What to produce: Using the records below, output the stretch that opens with the line containing "let (left, right)" and closes with the line containing "let (stmt, consumed)", exactly and including both lines, with nothing more.

• • • • • • •

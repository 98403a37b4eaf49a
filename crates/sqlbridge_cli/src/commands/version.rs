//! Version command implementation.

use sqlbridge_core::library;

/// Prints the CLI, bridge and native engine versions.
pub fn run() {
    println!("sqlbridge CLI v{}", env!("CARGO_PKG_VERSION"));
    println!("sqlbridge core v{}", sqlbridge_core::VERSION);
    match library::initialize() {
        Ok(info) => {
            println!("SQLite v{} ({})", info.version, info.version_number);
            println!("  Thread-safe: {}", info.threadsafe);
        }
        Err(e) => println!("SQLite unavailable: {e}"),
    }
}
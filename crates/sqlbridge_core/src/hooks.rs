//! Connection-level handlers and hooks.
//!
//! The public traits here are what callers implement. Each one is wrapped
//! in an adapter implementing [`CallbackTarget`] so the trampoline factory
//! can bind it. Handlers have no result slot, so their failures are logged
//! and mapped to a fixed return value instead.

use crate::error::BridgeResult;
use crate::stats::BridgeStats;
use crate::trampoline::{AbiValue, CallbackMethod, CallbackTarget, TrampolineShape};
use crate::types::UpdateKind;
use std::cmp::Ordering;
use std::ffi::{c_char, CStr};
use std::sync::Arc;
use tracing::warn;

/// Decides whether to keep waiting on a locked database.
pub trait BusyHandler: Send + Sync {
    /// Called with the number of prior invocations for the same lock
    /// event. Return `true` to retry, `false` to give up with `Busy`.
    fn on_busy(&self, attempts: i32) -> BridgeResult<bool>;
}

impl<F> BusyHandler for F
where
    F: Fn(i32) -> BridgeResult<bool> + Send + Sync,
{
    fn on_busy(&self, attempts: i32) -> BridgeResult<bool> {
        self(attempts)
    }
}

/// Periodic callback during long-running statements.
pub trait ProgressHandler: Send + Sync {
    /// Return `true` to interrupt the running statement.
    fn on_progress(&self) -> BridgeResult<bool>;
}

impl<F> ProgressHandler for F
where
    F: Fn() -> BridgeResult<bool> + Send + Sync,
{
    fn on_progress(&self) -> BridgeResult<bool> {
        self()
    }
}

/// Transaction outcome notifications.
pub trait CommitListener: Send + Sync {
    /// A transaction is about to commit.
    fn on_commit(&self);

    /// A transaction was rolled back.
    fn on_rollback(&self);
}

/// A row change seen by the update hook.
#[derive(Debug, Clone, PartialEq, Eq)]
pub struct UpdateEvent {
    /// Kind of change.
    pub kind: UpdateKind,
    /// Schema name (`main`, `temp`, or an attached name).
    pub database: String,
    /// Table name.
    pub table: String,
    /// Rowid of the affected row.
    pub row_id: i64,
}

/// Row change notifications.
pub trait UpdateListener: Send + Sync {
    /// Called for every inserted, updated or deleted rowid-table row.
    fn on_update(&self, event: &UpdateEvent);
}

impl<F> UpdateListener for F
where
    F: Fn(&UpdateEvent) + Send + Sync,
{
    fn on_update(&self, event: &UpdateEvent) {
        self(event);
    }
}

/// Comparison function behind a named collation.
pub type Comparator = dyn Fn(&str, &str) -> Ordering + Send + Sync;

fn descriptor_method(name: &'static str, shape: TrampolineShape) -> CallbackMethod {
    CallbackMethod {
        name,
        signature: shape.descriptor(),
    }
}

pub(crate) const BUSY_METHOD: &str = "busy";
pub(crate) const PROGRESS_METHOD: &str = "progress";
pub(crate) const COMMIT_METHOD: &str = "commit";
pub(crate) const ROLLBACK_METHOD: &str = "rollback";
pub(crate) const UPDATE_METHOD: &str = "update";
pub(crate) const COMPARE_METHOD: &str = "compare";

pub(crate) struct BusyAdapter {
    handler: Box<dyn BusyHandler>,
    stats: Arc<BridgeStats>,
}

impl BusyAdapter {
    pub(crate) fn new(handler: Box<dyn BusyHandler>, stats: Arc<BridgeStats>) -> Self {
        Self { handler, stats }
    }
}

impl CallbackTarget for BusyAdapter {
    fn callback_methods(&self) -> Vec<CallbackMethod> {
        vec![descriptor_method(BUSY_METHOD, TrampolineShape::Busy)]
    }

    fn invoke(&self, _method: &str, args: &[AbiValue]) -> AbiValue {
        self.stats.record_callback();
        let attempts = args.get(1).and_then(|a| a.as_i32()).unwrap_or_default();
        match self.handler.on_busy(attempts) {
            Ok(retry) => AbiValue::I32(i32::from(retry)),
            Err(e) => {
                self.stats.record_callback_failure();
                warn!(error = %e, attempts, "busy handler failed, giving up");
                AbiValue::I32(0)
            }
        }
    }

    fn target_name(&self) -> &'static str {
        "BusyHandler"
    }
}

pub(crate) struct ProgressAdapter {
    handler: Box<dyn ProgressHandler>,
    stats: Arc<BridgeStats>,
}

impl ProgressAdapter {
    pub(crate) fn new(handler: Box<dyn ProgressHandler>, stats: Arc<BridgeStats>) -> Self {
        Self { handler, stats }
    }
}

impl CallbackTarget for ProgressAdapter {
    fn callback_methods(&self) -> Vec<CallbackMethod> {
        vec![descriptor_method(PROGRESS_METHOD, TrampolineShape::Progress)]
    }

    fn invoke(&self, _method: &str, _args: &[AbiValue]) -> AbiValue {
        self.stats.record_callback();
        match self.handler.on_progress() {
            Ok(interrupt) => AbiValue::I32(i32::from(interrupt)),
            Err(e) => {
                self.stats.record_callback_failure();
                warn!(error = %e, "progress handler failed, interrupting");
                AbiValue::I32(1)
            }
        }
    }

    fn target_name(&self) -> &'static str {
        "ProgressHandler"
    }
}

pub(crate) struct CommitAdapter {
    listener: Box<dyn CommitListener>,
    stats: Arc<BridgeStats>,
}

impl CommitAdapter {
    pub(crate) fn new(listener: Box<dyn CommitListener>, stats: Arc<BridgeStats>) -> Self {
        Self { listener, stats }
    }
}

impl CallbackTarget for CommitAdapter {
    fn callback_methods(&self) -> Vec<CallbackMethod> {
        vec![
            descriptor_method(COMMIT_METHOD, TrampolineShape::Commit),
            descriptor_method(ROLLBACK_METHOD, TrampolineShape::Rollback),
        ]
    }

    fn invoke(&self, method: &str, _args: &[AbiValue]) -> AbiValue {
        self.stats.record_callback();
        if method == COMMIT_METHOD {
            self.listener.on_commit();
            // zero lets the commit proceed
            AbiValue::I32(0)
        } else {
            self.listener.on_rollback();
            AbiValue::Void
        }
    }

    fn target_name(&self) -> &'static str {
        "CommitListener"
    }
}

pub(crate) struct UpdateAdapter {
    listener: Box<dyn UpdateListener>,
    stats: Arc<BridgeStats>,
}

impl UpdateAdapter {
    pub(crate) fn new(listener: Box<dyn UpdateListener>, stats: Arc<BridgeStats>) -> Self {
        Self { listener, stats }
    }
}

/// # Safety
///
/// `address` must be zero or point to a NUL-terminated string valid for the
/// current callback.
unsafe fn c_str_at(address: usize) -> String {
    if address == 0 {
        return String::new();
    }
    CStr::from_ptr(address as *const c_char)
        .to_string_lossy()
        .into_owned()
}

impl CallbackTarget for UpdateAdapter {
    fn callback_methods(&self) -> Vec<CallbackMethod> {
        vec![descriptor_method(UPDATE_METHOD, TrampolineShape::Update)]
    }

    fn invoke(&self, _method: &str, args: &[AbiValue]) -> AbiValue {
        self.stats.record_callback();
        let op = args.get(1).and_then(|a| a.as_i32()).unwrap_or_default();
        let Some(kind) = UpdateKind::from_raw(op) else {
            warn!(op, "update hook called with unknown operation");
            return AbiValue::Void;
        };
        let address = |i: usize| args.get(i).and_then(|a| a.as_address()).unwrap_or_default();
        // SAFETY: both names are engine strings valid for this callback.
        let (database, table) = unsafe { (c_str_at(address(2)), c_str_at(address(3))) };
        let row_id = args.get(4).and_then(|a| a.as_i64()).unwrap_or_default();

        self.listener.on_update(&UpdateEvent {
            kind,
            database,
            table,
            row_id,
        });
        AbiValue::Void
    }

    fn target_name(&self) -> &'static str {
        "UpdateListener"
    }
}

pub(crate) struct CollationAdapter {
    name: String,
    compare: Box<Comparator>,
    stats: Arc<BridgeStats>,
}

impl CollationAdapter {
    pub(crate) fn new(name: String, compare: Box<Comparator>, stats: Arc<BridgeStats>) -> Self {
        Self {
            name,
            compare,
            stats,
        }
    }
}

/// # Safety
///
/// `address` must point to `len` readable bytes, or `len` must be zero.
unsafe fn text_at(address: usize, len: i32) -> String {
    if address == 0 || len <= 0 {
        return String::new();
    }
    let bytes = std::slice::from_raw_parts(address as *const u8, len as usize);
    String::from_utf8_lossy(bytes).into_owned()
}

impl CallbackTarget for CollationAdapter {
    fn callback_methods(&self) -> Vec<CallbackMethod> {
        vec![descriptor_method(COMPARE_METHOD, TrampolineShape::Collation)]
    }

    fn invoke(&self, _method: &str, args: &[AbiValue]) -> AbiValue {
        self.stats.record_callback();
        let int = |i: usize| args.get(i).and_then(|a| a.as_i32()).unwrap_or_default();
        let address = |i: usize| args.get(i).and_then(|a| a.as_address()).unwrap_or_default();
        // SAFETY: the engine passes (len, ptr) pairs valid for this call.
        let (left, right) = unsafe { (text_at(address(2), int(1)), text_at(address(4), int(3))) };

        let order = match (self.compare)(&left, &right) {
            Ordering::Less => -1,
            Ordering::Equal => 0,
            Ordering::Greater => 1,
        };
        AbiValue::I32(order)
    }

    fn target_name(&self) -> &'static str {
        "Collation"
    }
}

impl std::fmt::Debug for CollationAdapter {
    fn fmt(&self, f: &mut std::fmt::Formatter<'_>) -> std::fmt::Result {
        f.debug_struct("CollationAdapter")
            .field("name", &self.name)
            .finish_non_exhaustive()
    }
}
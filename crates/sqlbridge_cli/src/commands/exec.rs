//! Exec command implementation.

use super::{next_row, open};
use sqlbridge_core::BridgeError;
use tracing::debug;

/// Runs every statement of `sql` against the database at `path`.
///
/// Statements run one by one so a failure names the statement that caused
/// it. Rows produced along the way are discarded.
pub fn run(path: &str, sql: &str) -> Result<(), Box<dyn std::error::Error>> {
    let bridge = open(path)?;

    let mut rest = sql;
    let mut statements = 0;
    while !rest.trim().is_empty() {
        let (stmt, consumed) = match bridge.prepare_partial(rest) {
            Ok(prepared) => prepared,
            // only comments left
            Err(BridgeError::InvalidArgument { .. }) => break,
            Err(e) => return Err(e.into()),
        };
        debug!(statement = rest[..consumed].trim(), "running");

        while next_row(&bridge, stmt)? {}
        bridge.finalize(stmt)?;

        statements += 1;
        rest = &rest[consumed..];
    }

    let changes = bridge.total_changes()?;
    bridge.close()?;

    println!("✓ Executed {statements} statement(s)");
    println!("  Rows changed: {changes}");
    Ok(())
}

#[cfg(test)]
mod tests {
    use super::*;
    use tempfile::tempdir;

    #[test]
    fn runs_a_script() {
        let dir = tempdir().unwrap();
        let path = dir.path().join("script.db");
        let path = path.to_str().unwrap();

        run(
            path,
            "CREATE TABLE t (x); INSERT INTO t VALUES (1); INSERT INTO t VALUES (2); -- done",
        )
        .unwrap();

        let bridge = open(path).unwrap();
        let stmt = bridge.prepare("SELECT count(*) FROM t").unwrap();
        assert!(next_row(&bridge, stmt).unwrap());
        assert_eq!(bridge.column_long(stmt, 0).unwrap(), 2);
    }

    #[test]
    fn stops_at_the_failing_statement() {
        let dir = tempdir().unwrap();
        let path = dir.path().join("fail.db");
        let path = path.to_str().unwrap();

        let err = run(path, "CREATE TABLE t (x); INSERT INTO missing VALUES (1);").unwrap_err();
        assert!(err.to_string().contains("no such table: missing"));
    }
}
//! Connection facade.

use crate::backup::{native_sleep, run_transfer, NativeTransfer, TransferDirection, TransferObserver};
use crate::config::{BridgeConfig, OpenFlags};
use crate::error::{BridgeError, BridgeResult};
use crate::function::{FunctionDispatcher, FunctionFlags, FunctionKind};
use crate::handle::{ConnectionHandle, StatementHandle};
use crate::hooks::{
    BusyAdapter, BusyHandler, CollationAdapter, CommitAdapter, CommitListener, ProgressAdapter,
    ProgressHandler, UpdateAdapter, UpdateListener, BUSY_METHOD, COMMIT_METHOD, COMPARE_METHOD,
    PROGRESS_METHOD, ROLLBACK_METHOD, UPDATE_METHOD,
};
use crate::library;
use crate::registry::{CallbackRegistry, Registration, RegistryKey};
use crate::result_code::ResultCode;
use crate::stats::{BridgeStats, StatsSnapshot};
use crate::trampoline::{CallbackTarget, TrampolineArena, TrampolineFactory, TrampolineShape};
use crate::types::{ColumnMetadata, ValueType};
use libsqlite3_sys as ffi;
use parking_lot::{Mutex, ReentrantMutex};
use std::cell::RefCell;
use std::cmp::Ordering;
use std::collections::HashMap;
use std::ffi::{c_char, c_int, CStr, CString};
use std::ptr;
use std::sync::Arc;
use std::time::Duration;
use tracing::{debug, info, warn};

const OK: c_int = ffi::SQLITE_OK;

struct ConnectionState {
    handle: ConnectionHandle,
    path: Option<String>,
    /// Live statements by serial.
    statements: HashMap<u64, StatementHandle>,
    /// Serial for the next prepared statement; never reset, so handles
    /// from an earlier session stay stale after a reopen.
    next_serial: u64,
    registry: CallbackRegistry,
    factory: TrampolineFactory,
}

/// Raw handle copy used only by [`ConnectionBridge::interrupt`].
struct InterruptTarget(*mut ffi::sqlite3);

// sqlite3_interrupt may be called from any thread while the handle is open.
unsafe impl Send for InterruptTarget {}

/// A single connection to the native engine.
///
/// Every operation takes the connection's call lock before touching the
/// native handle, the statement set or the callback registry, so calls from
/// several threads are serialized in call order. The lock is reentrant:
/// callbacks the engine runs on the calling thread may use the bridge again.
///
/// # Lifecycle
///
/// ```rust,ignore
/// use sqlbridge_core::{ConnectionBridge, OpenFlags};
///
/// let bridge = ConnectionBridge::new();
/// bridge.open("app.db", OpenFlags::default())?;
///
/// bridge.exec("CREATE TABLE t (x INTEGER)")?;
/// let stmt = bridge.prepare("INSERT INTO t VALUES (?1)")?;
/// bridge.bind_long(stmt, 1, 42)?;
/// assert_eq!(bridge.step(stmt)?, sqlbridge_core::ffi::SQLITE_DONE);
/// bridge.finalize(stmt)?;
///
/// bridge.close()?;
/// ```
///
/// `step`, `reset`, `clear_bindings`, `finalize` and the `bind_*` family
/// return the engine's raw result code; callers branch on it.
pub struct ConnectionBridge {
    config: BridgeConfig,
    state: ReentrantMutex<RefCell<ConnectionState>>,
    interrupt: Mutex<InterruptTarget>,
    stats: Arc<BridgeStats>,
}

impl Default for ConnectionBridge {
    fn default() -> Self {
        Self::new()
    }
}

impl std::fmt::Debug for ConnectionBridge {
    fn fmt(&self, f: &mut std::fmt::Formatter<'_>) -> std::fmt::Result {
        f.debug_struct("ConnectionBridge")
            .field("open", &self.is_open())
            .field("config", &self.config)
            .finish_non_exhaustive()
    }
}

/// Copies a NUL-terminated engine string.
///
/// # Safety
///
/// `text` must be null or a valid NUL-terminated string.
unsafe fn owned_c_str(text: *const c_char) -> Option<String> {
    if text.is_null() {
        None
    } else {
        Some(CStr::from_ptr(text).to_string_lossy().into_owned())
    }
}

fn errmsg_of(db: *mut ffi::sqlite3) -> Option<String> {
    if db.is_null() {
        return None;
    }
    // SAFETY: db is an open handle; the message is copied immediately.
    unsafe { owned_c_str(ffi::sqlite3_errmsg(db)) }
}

• • • • • • •

Exercise answer:
        let (left, right) = unsafe { (text_at(address(2), int(1)), text_at(address(4), int(3))) };

        let order = match (self.compare)(&left, &right) {
            Ordering::Less => -1,
            Ordering::Equal => 0,
            Ordering::Greater => 1,
        };
        AbiValue::I32(order)
    }

    fn target_name(&self) -> &'static str {
        "Collation"
    }
}

impl std::fmt::Debug for CollationAdapter {
    fn fmt(&self, f: &mut std::fmt::Formatter<'_>) -> std::fmt::Result {
        f.debug_struct("CollationAdapter")
            .field("name", &self.name)
            .finish_non_exhaustive()
    }
}
filename crates/sqlbridge_cli/src/commands/exec.rs
//! Exec command implementation.

use super::{next_row, open};
use sqlbridge_core::BridgeError;
use tracing::debug;

/// Runs every statement of `sql` against the database at `path`.
///
/// Statements run one by one so a failure names the statement that caused
/// it. Rows produced along the way are discarded.
pub fn run(path: &str, sql: &str) -> Result<(), Box<dyn std::error::Error>> {
    let bridge = open(path)?;

    let mut rest = sql;
    let mut statements = 0;
    while !rest.trim().is_empty() {
        let (stmt, consumed) = match bridge.prepare_partial(rest) {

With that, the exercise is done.